African Planet

I will always remember the smell when the plane door opened and we walked on the tarmac. My senses automatically switched to 220 volts. It was dark as night in Africa! Well, that’s precisely where we were, in Togo, in West Africa. We could hear the noisy engines of the cars and their horns; the smells of diesel and savannah mixed together. We could feel the vibrations of other planes preparing to take off and from that dark night emerged a humid heat that stuck on our skins as young aid workers from the Northern Hemisphere. I will also remember forever the thought that crossed my mind at that moment and said : Welcome home Stéphanie.

Then it was the customs officers who said to us : Welcome to Togo! and that’s where it started. It was as if those customs officers during that obscure African night had injected me with a drug that I would like to taste for the rest of my life. The excitement of discoveries and the adventures that come with travelling, accompanied by a shooter of freedom.

I was 16 years old and they had just condemned me there to want to explore all the countries, all the cultures; to discover all the customs of the world. Nasty addiction! Welcome to Africa Stéphanie!

Since it’s summer (still a little bit), I wanted to keep it light. I really like collages. It’s one of the first creative approaches we all explore as kids and that’s what I like, the naive and free side of a collage. Paper, scissors, colored pencils and… tadam! It’s simple and easy to create quickly with images you have on hand. I’ve gotten into the habit of keeping pictures in a box that I find beautiful; old party cards, bits of magazines, children’s drawings or even bits of wrapping paper. Actually it can be quite a lot of stuff actually. This box is like my treasure chest! I also consult it when i’m out of ideas. But let’s go back to my African story…

I was 16 years old the first time I step a foot in Africa. I was in high school five and the school i went to was participating in a cooperation program, a work camp with cooperants from Quebec, France and Togo. For the first time, i was confronted with a culture completely different from mine. I say culture, but I should say “world” because we really believed we had just landed on another planet. Yes, people have darker skin tone, but since my father is Indian and comes from Guyana, that’s not what first jumped out at me. I wish i could have told how impressive the temples dating  tens of thousands of years were or how the fossils of extinct animal species impressed me, but no. I was not impressed. No, what jumped out at me first in our new Eldorado is the authenticity and joy.

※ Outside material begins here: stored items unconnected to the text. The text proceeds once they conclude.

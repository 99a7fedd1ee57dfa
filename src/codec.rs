use bytes::{BufMut, BytesMut};
use redwire_resp::Command;
use tokio_util::codec::Encoder;

use crate::Error;

/// Tokio [Encoder] for the outbound half of a transport, for use with
/// [FramedWrite](tokio_util::codec::FramedWrite).
///
/// There is no matching `Decoder`: inbound bytes are parsed into
/// [Token](redwire_resp::Token)s by an external decoder before they reach
/// this crate.
#[derive(Debug)]
pub struct Codec;

impl Encoder<Command> for Codec {
	type Error = Error;

	fn encode(&mut self, item: Command, dst: &mut BytesMut) -> Result<(), Self::Error> {
		dst.put_slice(item.as_bytes());
		Ok(())
	}
}
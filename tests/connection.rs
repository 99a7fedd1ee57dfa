use test_log::test;

use futures::TryStreamExt;
use redwire::{
	pubsub::Event,
	resp::{cmd, from_token, Token},
	Connection, Error, Result,
};

use crate::common::MockTransport;

mod common;

#[test(tokio::test)]
async fn send_awaits_single_reply() -> Result<()> {
	let mut conn = Connection::new(MockTransport::new([Token::simple("PONG")]));

	let res = conn.send(cmd!["PING"]).await?;
	assert_eq!(res, "PONG");

	let transport = conn.into_inner();
	assert_eq!(&transport.written[..], b"*1\r\n$4\r\nPING\r\n");

	Ok(())
}

#[test(tokio::test)]
async fn send_surfaces_server_error_verbatim() {
	let mut conn = Connection::new(MockTransport::new([Token::Error(
		"ERR unknown command 'foobar'".to_owned(),
	)]));

	let res = conn.send(cmd!["foobar"]).await;
	assert!(matches!(res, Err(Error::Redis(msg)) if msg == "ERR unknown command 'foobar'"));
}

#[test(tokio::test)]
async fn send_on_exhausted_source_is_closed() {
	let mut conn = Connection::new(MockTransport::new([]));

	let res = conn.send(cmd!["PING"]).await;
	assert!(matches!(res, Err(Error::Closed)));
}

#[test(tokio::test)]
async fn pipeline_preserves_arrival_order() -> Result<()> {
	let replies = (1..=5).map(|i| Token::blob(format!("r{i}").as_bytes()));
	let mut conn = Connection::new(MockTransport::delayed(replies));

	let commands = (1..=5).map(|i| cmd!["ECHO", format!("r{i}")]);
	let res = conn.pipeline(commands).await?;

	assert_eq!(res.len(), 5);
	for (i, token) in res.iter().enumerate() {
		assert_eq!(*token, format!("r{}", i + 1).as_bytes());
	}

	// all five commands went out in a single flush
	assert_eq!(conn.into_inner().flushes, 1);

	Ok(())
}

#[test(tokio::test)]
async fn pipeline_returns_error_tokens_in_place() -> Result<()> {
	let mut conn = Connection::new(MockTransport::new([
		Token::simple("OK"),
		Token::Error("ERR wrong number of arguments".to_owned()),
		Token::simple("OK"),
	]));

	let res = conn
		.pipeline([cmd!["SET", "a", "1"], cmd!["SET", "b"], cmd!["SET", "c", "3"]])
		.await?;

	assert_eq!(res.len(), 3);
	assert!(!res[0].is_error());
	assert!(res[1].is_error());
	assert!(!res[2].is_error());

	Ok(())
}

#[test(tokio::test)]
async fn pipeline_short_reply_stream_is_closed() {
	// three commands owed, the server disappears after two replies
	let mut conn = Connection::new(MockTransport::delayed([
		Token::simple("OK"),
		Token::simple("OK"),
	]));

	let res = conn
		.pipeline([cmd!["PING"], cmd!["PING"], cmd!["PING"]])
		.await;

	assert!(matches!(res, Err(Error::Closed)));
}

#[test(tokio::test)]
async fn cancelled_pipeline_closes_connection() {
	let mut conn = Connection::new(MockTransport::delayed([
		Token::simple("R1"),
		Token::simple("R2"),
	]));

	{
		let fut = conn.pipeline([cmd!["C1"], cmd!["C2"]]);
		futures::pin_mut!(fut);

		// commands written, replies still in flight; dropping the future
		// here abandons them on the wire
		assert!(futures::poll!(fut.as_mut()).is_pending());
	}

	// the cancelled batch's replies must never be attributed to a new
	// command: the connection is closed, not reused
	let res = conn.send(cmd!["C3"]).await;
	assert!(matches!(res, Err(Error::Closed)));

	let res = conn.pipeline([cmd!["C3"]]).await;
	assert!(matches!(res, Err(Error::Closed)));

	let res = conn.try_next().await;
	assert!(matches!(res, Err(Error::Closed)));
}

#[test(tokio::test)]
async fn completed_operations_keep_connection_usable() -> Result<()> {
	let mut conn = Connection::new(MockTransport::new([
		Token::simple("PONG"),
		Token::simple("PONG"),
	]));

	conn.send(cmd!["PING"]).await?;
	let res = conn.send(cmd!["PING"]).await?;
	assert_eq!(res, "PONG");

	Ok(())
}

#[test(tokio::test)]
async fn set_get_round_trip() -> Result<()> {
	let mut conn = Connection::new(MockTransport::new([
		Token::simple("OK"),
		Token::blob(b"v"),
	]));

	let res = conn.pipeline([cmd!["SET", "k", "v"], cmd!["GET", "k"]]).await?;

	let strings = res
		.into_iter()
		.map(from_token::<String>)
		.collect::<Result<Vec<_>, _>>()?;
	assert_eq!(strings, ["OK", "v"]);

	let transport = conn.into_inner();
	assert_eq!(
		&transport.written[..],
		b"*3\r\n$3\r\nSET\r\n$1\r\nk\r\n$1\r\nv\r\n*2\r\n$3\r\nGET\r\n$1\r\nk\r\n"
	);

	Ok(())
}

#[test(tokio::test)]
async fn pubsub_stream() -> Result<()> {
	let mut conn = Connection::new(MockTransport::delayed([
		Token::Push(vec![
			Token::blob(b"subscribe"),
			Token::blob(b"foo"),
			Token::Integer(1),
		]),
		Token::Push(vec![
			Token::blob(b"message"),
			Token::blob(b"foo"),
			Token::blob(b"hello"),
		]),
	]));

	conn.send_cmd(cmd!["SUBSCRIBE", "foo"]).await?;

	// the connection is now an unbounded stream of push tokens
	let token = conn.try_next().await?.expect("subscription confirmation");
	assert!(matches!(
		from_token::<Event>(token)?,
		Event::Subscribe(sub) if sub.is_in_pubsub_mode()
	));

	let token = conn.try_next().await?.expect("published message");
	match from_token::<Event>(token)? {
		Event::Message(msg) => {
			assert_eq!(msg.channel, &b"foo"[..]);
			assert_eq!(msg.payload, &b"hello"[..]);
		}
		other => panic!("unexpected event {other:?}"),
	}

	Ok(())
}
use bytes::Bytes;

/// A decoded RESP3 reply element. Read the
/// [Redis documentation](https://redis.io/commands) for details on which kind
/// to expect as a response to a given command.
///
/// Tokens arrive already parsed from an external decoder and are immutable:
/// conversion into typed values (see [from_token](crate::from_token)) only
/// projects them, it never rewrites them.
///
/// Unlike command arguments, replies can carry the error kind. Use
/// [Token::is_error] to detect it before attempting a typed conversion.
#[derive(Debug, Clone, PartialEq)]
pub enum Token {
	/// `+` — a short line of text, e.g. `OK`.
	Simple(String),
	/// `-` — the server's error message, verbatim.
	Error(String),
	/// `:` — a signed 64-bit integer.
	Integer(i64),
	/// `,` — a double-precision float.
	Double(f64),
	/// `#` — a boolean.
	Boolean(bool),
	/// `(` — an arbitrary-precision integer, kept as its decimal digits.
	BigNumber(Bytes),
	/// `$` — a length-prefixed byte string.
	Blob(Bytes),
	/// `=` — a blob string with a declared text format.
	Verbatim(Bytes),
	/// `_` — the RESP3 null.
	Null,
	/// `*` — an ordered sequence of further tokens.
	Array(Vec<Token>),
	/// `%` — key/value pairs in wire order.
	Map(Vec<(Token, Token)>),
	/// `~` — an unordered collection.
	Set(Vec<Token>),
	/// `>` — a server-initiated message, e.g. PubSub.
	Push(Vec<Token>),
	/// `|` — auxiliary key/value pairs attached to a reply.
	Attribute(Vec<(Token, Token)>),
}

/// The kind of a [Token], without its payload.
#[derive(Debug, Clone, Copy, PartialEq, Eq)]
pub enum Kind {
	Simple,
	Error,
	Integer,
	Double,
	Boolean,
	BigNumber,
	Blob,
	Verbatim,
	Null,
	Array,
	Map,
	Set,
	Push,
	Attribute,
}

impl Token {
	/// The kind of this token.
	pub fn kind(&self) -> Kind {
		match self {
			Self::Simple(_) => Kind::Simple,
			Self::Error(_) => Kind::Error,
			Self::Integer(_) => Kind::Integer,
			Self::Double(_) => Kind::Double,
			Self::Boolean(_) => Kind::Boolean,
			Self::BigNumber(_) => Kind::BigNumber,
			Self::Blob(_) => Kind::Blob,
			Self::Verbatim(_) => Kind::Verbatim,
			Self::Null => Kind::Null,
			Self::Array(_) => Kind::Array,
			Self::Map(_) => Kind::Map,
			Self::Set(_) => Kind::Set,
			Self::Push(_) => Kind::Push,
			Self::Attribute(_) => Kind::Attribute,
		}
	}

	/// Whether this token carries a server error. Checkable without knowing
	/// which type the reply was going to be converted into.
	pub fn is_error(&self) -> bool {
		matches!(self, Self::Error(_))
	}

	/// Convenience method to create a [Token::Simple].
	pub fn simple<T>(str: &T) -> Self
	where
		T: AsRef<str> + ?Sized,
	{
		Self::Simple(str.as_ref().to_owned())
	}

	/// Convenience method to create a [Token::Blob].
	pub fn blob<T>(bytes: &T) -> Self
	where
		T: AsRef<[u8]> + ?Sized,
	{
		Self::Blob(Bytes::copy_from_slice(bytes.as_ref()))
	}
}

impl PartialEq<str> for Token {
	fn eq(&self, other: &str) -> bool {
		matches!(self, Token::Simple(str) if str == other)
	}
}

impl PartialEq<&str> for Token {
	fn eq(&self, other: &&str) -> bool {
		matches!(self, Token::Simple(str) if str == other)
	}
}

impl PartialEq<[u8]> for Token {
	fn eq(&self, other: &[u8]) -> bool {
		matches!(self, Token::Blob(bytes) if bytes.as_ref() == other)
	}
}

impl PartialEq<&[u8]> for Token {
	fn eq(&self, other: &&[u8]) -> bool {
		matches!(self, Token::Blob(bytes) if bytes == other)
	}
}

impl<const N: usize> PartialEq<[u8; N]> for Token {
	fn eq(&self, other: &[u8; N]) -> bool {
		matches!(self, Token::Blob(bytes) if bytes.as_ref() == other)
	}
}

impl<const N: usize> PartialEq<&[u8; N]> for Token {
	fn eq(&self, other: &&[u8; N]) -> bool {
		matches!(self, Token::Blob(bytes) if bytes.as_ref() == *other)
	}
}

impl PartialEq<i64> for Token {
	fn eq(&self, other: &i64) -> bool {
		matches!(self, Token::Integer(i) if *i == *other)
	}
}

The joy that emanates from the ground on which the dancers feet strike in unison to keep the rhythm in a village, a market. The joy in the laughter of the childrens who come to touch our white hair and the same joy that escapes from the young girls who show us how to adjust a loincloth. (and who finds us squealing incompetent)! This joy has also taken us Nordic people by storm. We surprised ourselves to smile when we were taken in monster traffic jams; or to laugh when our shower came cold and that there was no more hot water. Personally, it really went to my head this story of joy and authenticity. I started laughing all the time! We would go to work, i laughed; we would talk with other development workers, i laughed; we would go to the tailor’s to get some pants sewn, OK, i was really cramped! (it was quite an experience that time!).

Twenty-five years later, when I close my eyes, I can easily still feel the energy of those joyful, crazy and completely crazy moments that were part of this journey. The energy of every trip, every place i have visited; this is what is most important to store in my consciousness. This is what I wanted to reproduce in this collage.

We all have a personal baggage full of unique experiences that form the solar system of our lives. My system gravitates around me all the time and I can go and draw memories and sensations from it whenever I want.